The former Les Républicains senator Caroline Cayeux, who is now minister for territorial cohesion in Elisabeth Borne’s government, has become prey to a violent cabal in the French press and from part of the political class following remarks deemed homophobic.
It all started with an interview given on Tuesday, July 12th, to the parliamentary channel Public Sénat, which brought back some of her statements made in 2013, during the debates on the introduction of gay marriage. At the time, Caroline Cayeux had ascertained the topic as a “whim” and a “design that goes against nature.” The minister assumed that she had said these words: “I obviously stand by what I said. But I have always said that if the law was passed, I would apply it,” she said on television. Before adding: “I must tell you that I have many friends among those people. Frankly, it’s a bad trial I have been given, and it upsets me a lot.”
The expression “those people,” taken as a reiteration of her 2013 remarks, has provoked a torrent of indignant declarations, going so far as to call for the resignation of the freshly appointed minister of the new government of Elisabeth Borne. Faced with the force of the reactions, the minister was obliged to apologize in the columns of Le Parisien on Thursday, July 14th, recalling that the remarks, which she now considers “stupid and clumsy,” “date back ten years.” “And if I can’t deny having made them, obviously I won’t use them again and I regret them,” she added, offering her “most sincere apologies.”
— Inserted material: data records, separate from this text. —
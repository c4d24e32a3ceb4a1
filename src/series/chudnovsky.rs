//! Chudnovsky series.

use num_bigint::BigInt;
use num_traits::One;

use crate::common::consts::C13591409;
use crate::common::consts::C545140134;
use crate::common::consts::C640320_POW3;
use crate::ctx::Contextable;
use crate::defs::Error;
use crate::series::run;
use crate::series::Series;
use crate::series::SeriesNumber;
use crate::series::Termination;

struct Chudnovsky<T> {
    sum: T,
    f6k: BigInt,
    f3k: BigInt,
    fk: BigInt,
    p640320: BigInt,
}

impl<T: SeriesNumber> Series<T> for Chudnovsky<T> {
    const NAME: &'static str = "chudnovsky";

    fn init<C: Contextable>(_ctx: &C) -> Result<Self, Error> {
        Ok(Chudnovsky {
            sum: T::from_i64(0),
            f6k: BigInt::one(),
            f3k: BigInt::one(),
            fk: BigInt::one(),
            p640320: BigInt::one(),
        })
    }

    // (-1)^k (6k)!(13591409 + 545140134k) / ((3k)! (k!)^3 640320^(3k))
    fn step<C: Contextable>(&mut self, k: usize, ctx: &C) -> Result<T, Error> {
        let kb = BigInt::from(k);

        let mut num = &self.f6k * (&*C13591409 + &*C545140134 * &kb);
        if k & 1 != 0 {
            num = -num;
        }
        let den = &self.f3k * &self.fk * &self.fk * &self.fk * &self.p640320;

        let term = T::from_ratio(&num, &den, ctx)?;
        self.sum = self.sum.add(&term, ctx)?;

        let k6 = &kb * 6u8;
        for i in 1u8..=6 {
            self.f6k *= &k6 + i;
        }
        let k3 = &kb * 3u8;
        for i in 1u8..=3 {
            self.f3k *= &k3 + i;
        }
        self.fk *= kb + 1u8;
        self.p640320 *= &*C640320_POW3;

        Ok(term.abs())
    }

    // 12 * sum / (640320 * sqrt(640320))
    fn finalize<C: Contextable>(self, ctx: &C) -> Result<T, Error> {
        let c = T::from_i64(640320);
        let den = c.mul(&c.sqrt(ctx)?, ctx)?;
        self.sum.mul(&T::from_i64(12), ctx)?.div(&den, ctx)
    }
}

/// Computes 1/π as `12 / 640320^(3/2) · Σ (-1)^k (6k)!(13591409 + 545140134k) / ((3k)! (k!)^3 · 640320^(3k))`.
/// Each term is computed exactly and converted to `T` with a single rounding.
///
/// ## Errors
///
///  - InvalidArgument: the tolerance is negative.
///  - Overflow: a term does not fit the type.
pub fn chudnovsky<T: SeriesNumber, C: Contextable>(termination: &Termination<T>, ctx: &C) -> Result<T, Error> {
    run::<T, Chudnovsky<T>, C>(termination, ctx)
}
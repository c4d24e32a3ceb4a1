//! π number

use num_bigint::BigInt;

use crate::common::consts::C10939058860032000;
use crate::common::consts::C13591409;
use crate::common::consts::C4270934400;
use crate::common::consts::C545140134;
use crate::common::util::check_digits;
use crate::defs::Error;
use crate::defs::Exponent;
use crate::num::PrecisionDecimal;
use crate::RoundingMode;

/// Extra digits computed above the requested precision.
const GUARD_DIGITS: usize = 10;

/// Upper bound of the computation error in units of the last computed digit.
const ERROR_ULPS: u32 = 10;

/// Decimal digits contributed by one term of the series (slightly underestimated).
const DIGITS_PER_TERM: usize = 14;

fn pqr(a: u64, b: u64) -> (BigInt, BigInt, BigInt) {
    if a == b - 1 {
        let n0 = BigInt::from(6 * b - 5);
        let n1 = BigInt::from(2 * b - 1);
        let n2 = BigInt::from(6 * b - 1);

        let r = n0 * n1 * n2;

        let n1 = BigInt::from(b);
        let q = &*C10939058860032000 * &n1 * &n1 * &n1;

        let n0 = &*C13591409 + &*C545140134 * &n1;
        let mut p = &r * n0;

        if b & 1 != 0 {
            p = -p;
        }

        (p, q, r)
    } else {
        let m = (a + b) / 2;

        let (pa, qa, ra) = pqr(a, m);
        let (pb, qb, rb) = pqr(m, b);

        let r = &ra * rb;
        let q = qa * &qb;
        let p = pa * qb + pb * ra;

        (p, q, r)
    }
}

fn pqr_inc(pa: &BigInt, qa: &BigInt, ra: &BigInt, m: u64) -> (BigInt, BigInt, BigInt, u64) {
    let b = m * 2;

    let (pb, qb, rb) = pqr(m, b);

    let r = ra * rb;
    let q = qa * &qb;
    let p = pa * qb + pb * ra;

    (p, q, r, b)
}

/// Holds value of currently computed PI.
#[derive(Debug)]
pub struct PiCache {
    b: u64,
    pk: BigInt,
    qk: BigInt,
    rk: BigInt,
    val: PrecisionDecimal,
    val_digits: usize,
}

impl PiCache {
    fn calc_pi(p: &BigInt, q: &BigInt, k: usize) -> Result<PrecisionDecimal, Error> {
        // q*4270934400 / ((p + q*13591409) * sqrt(10005))
        let q0 = PrecisionDecimal::from(q * &*C4270934400);
        let p0 = PrecisionDecimal::from(p + q * &*C13591409);

        let f4 = PrecisionDecimal::from(10005u32).sqrt(k + 2, RoundingMode::None)?;
        let f5 = p0.mul_full_prec(&f4)?;

        q0.div(&f5, -(k as Exponent), RoundingMode::None)
    }

    pub fn new() -> Result<Self, Error> {
        let (p01, q01, r01) = pqr(0, 1);

        let val = Self::calc_pi(&p01, &q01, GUARD_DIGITS)?;

        Ok(PiCache {
            b: 1,
            pk: p01,
            qk: q01,
            rk: r01,
            val,
            val_digits: GUARD_DIGITS,
        })
    }

    // Rounds `val` computed with `k` digits to `digits` digits if the computation error
    // can not affect the result.
    fn try_round(
        val: &PrecisionDecimal,
        k: usize,
        digits: usize,
        rm: RoundingMode,
    ) -> Result<Option<PrecisionDecimal>, Error> {
        let e = -(digits as Exponent);
        let err = PrecisionDecimal::new(ERROR_ULPS, -(k as Exponent));

        let lo = val.sub_full_prec(&err)?.round_to_exponent(e, rm);
        let hi = val.add_full_prec(&err)?.round_to_exponent(e, rm);

        if lo == hi {
            Ok(Some(val.round_to_exponent(e, rm)))
        } else {
            Ok(None)
        }
    }

    /// Return value of PI with `digits` fractional digits.
    pub(crate) fn for_prec(&mut self, digits: usize, rm: RoundingMode) -> Result<PrecisionDecimal, Error> {
        check_digits(digits)?;

        let mut k = digits + GUARD_DIGITS;

        loop {
            if self.val_digits >= k {
                if let Some(ret) = Self::try_round(&self.val, self.val_digits, digits, rm)? {
                    return Ok(ret);
                }

                k = self.val_digits + self.val_digits / 5 + GUARD_DIGITS;
            }

            check_digits(k)?;

            let kext = (k / DIGITS_PER_TERM + 2) as u64;

            while self.b <= kext {
                let (pk, qk, rk, bb) = pqr_inc(&self.pk, &self.qk, &self.rk, self.b);
                self.pk = pk;
                self.qk = qk;
                self.rk = rk;
                self.b = bb;
            }

            tracing::debug!(terms = self.b, digits = k, "computing pi");

            self.val = Self::calc_pi(&self.pk, &self.qk, k)?;
            self.val_digits = k;
        }
    }
}
//! Gauss–Legendre algorithm.

use crate::ctx::Contextable;
use crate::defs::Error;
use crate::series::run;
use crate::series::Series;
use crate::series::SeriesNumber;
use crate::series::Termination;

struct GaussLegendre<T> {
    a: T,
    b: T,
    t: T,
    p: T,
    two: T,
}

impl<T: SeriesNumber> Series<T> for GaussLegendre<T> {
    const NAME: &'static str = "gauss-legendre";

    // a = 1, b = 1/sqrt(2), t = 1/4, p = 1
    fn init<C: Contextable>(ctx: &C) -> Result<Self, Error> {
        let one = T::from_i64(1);
        let two = T::from_i64(2);
        let b = one.div(&two.sqrt(ctx)?, ctx)?;
        let t = one.div(&T::from_i64(4), ctx)?;

        Ok(GaussLegendre {
            a: one.clone(),
            b,
            t,
            p: one,
            two,
        })
    }

    fn step<C: Contextable>(&mut self, _k: usize, ctx: &C) -> Result<T, Error> {
        let a1 = self.a.add(&self.b, ctx)?.div(&self.two, ctx)?;
        let b1 = self.a.mul(&self.b, ctx)?.sqrt(ctx)?;

        let d = self.a.sub(&a1, ctx)?;
        let pd2 = self.p.mul(&d.mul(&d, ctx)?, ctx)?;
        self.t = self.t.sub(&pd2, ctx)?;
        self.p = self.p.mul(&self.two, ctx)?;

        self.a = a1;
        self.b = b1;

        Ok(self.a.sub(&self.b, ctx)?.abs())
    }

    // (a + b)^2 / (4t)
    fn finalize<C: Contextable>(self, ctx: &C) -> Result<T, Error> {
        let s = self.a.add(&self.b, ctx)?;
        let num = s.mul(&s, ctx)?;
        let den = self.t.mul(&T::from_i64(4), ctx)?;
        num.div(&den, ctx)
    }
}

/// Computes π with the Gauss–Legendre algorithm. One term is one round of the iteration,
/// the magnitude of a round is `|a - b|` after the round.
/// The number of correct digits roughly doubles every round: 6 rounds give 100 digits.
///
/// ## Errors
///
///  - InvalidArgument: the tolerance is negative.
pub fn gauss_legendre<T: SeriesNumber, C: Contextable>(termination: &Termination<T>, ctx: &C) -> Result<T, Error> {
    run::<T, GaussLegendre<T>, C>(termination, ctx)
}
Prime Minister Elisabeth Borne considered the matter closed, saying the day after Caroline Cayeux’s apology that “things were now clear.” But the minister’s about-face, which contrasts with her initial apparent firmness, since she had declared “to maintain her words” a few days earlier, does not seem sufficient for her accusers.
Soon afterwards, an open letter appeared in Le Journal du Dimanche on July 17th to once again solemnly condemn Caroline Cayeux’s alleged homophobia, snarkily labelled “To all those people.” Many political figures, from the majority to the opposition, are among the signatories, such as former Prime Minister Manuel Valls, and the mayors of Parisian districts such as the Socialist Ariel Weil and the Republican Jean-Pierre Lecoq. There are also personalities such as the neuropsychiatrist Boris Cyrulnik and the TV host Alex Goude—himself now infamous, having had recourse—illegally—to a GPA (surrogate mother) in 2016, which was widely publicised in the tabloids.
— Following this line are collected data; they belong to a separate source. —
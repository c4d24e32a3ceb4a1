//! Reference values shared by the integration tests.

use precision_decimal::Context;
use precision_decimal::PrecisionDecimal;
use precision_decimal::RoundingMode;

/// π with 100 fractional digits rounded to even.
pub const PI_100: &str = "3.1415926535897932384626433832795028841971693993751058209749445923078164062862089986280348253421170680";

/// π with 110 fractional digits truncated.
pub const PI_110: &str =
    "3.14159265358979323846264338327950288419716939937510582097494459230781640628620899862803482534211706798214808651";

/// Context retaining `digits` fractional digits.
pub fn eval_ctx(digits: usize) -> Context {
    Context::with_digits(digits, RoundingMode::ToEven).unwrap()
}

/// Asserts that `v` rounded to 100 digits is the reference value.
pub fn assert_pi_100(v: &PrecisionDecimal, name: &str) {
    let r = v.round(100, RoundingMode::ToEven).unwrap();
    assert_eq!(r.to_string(), PI_100, "{}", name);
}
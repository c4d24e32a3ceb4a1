//! Square root.

use num_bigint::BigInt;
use num_integer::Integer;
use num_traits::One;
use num_traits::Zero;

use crate::common::consts::TEN;
use crate::common::util::apply_rounding;
use crate::common::util::check_digits;
use crate::common::util::decimal_digits;
use crate::common::util::log2_ceil;
use crate::common::util::pow10;
use crate::defs::Error;
use crate::defs::Exponent;
use crate::defs::RoundingMode;
use crate::num::PrecisionDecimal;

// Integer square root of non-negative `n` by Newton's method.
// Returns the root and the number of iterations.
pub(crate) fn isqrt(n: &BigInt) -> (BigInt, usize) {
    if n.is_zero() {
        return (BigInt::zero(), 0);
    }

    // 2^ceil(bits/2) is not less than the root and not greater than twice the root.
    let bits = n.bits();
    let mut x: BigInt = BigInt::one() << ((bits + 1) / 2);
    let mut iters = 0;

    loop {
        let y: BigInt = (&x + n / &x) >> 1u8;
        iters += 1;
        if y >= x {
            break;
        }
        x = y;
    }

    tracing::trace!(bits, iters, bound = log2_ceil(bits as usize) + 4, "integer square root");

    (x, iters)
}

impl PrecisionDecimal {
    /// Computes the square root of a number with `digits` fractional digits.
    /// The result is rounded using the rounding mode `rm`.
    ///
    /// ## Errors
    ///
    ///  - InvalidArgument: the number is negative.
    ///  - PrecisionUnsatisfiable: `digits`, or the scaling needed to reach it, is greater than `MAX_PRECISION_DIGITS`.
    pub fn sqrt(&self, digits: usize, rm: RoundingMode) -> Result<Self, Error> {
        if self.is_negative() {
            return Err(Error::InvalidArgument);
        }

        check_digits(digits)?;

        let e_res = -(digits as Exponent);

        if self.is_zero() {
            return Ok(PrecisionDecimal::new(0, e_res));
        }

        // one guard digit: N = value * 10^(2*(digits + 1))
        let k = self.exponent() as i64 + 2 * (digits as i64 + 1);

        let (n, mut inexact) = if k >= 0 {
            check_digits(k as usize)?;
            (self.mantissa() * pow10(k as usize), false)
        } else {
            let shift = k.unsigned_abs() as usize;
            if shift > decimal_digits(self.mantissa()) {
                (BigInt::zero(), true)
            } else {
                let (q, r) = self.mantissa().div_rem(&pow10(shift));
                (q, !r.is_zero())
            }
        };

        let (s, _) = isqrt(&n);
        if &s * &s != n {
            inexact = true;
        }

        let (q, d0) = s.div_rem(&*TEN);

        // discarded part compared to one half of the last digit
        let mut twice = d0 * 2u8;
        if inexact {
            twice += 1u8;
        }
        let half = twice.cmp(&*TEN);

        let q = apply_rounding(q, half, false, rm);

        Ok(PrecisionDecimal::new(q, e_res))
    }
}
The aspersions are not likely to end there, as six anti-homophobia associations have announced that they have filed a complaint against Caroline Cayeux, who for the moment remains in office. Other government ministers, such as Clément Beaune, himself gay, have distanced themselves from her.
Such news once again exposes the pressure that societal issues put on the shoulders of politicians, most often in defiance of freedom of expression, as the slightest phrase deemed offensive by lobbies and associations can now lead to court.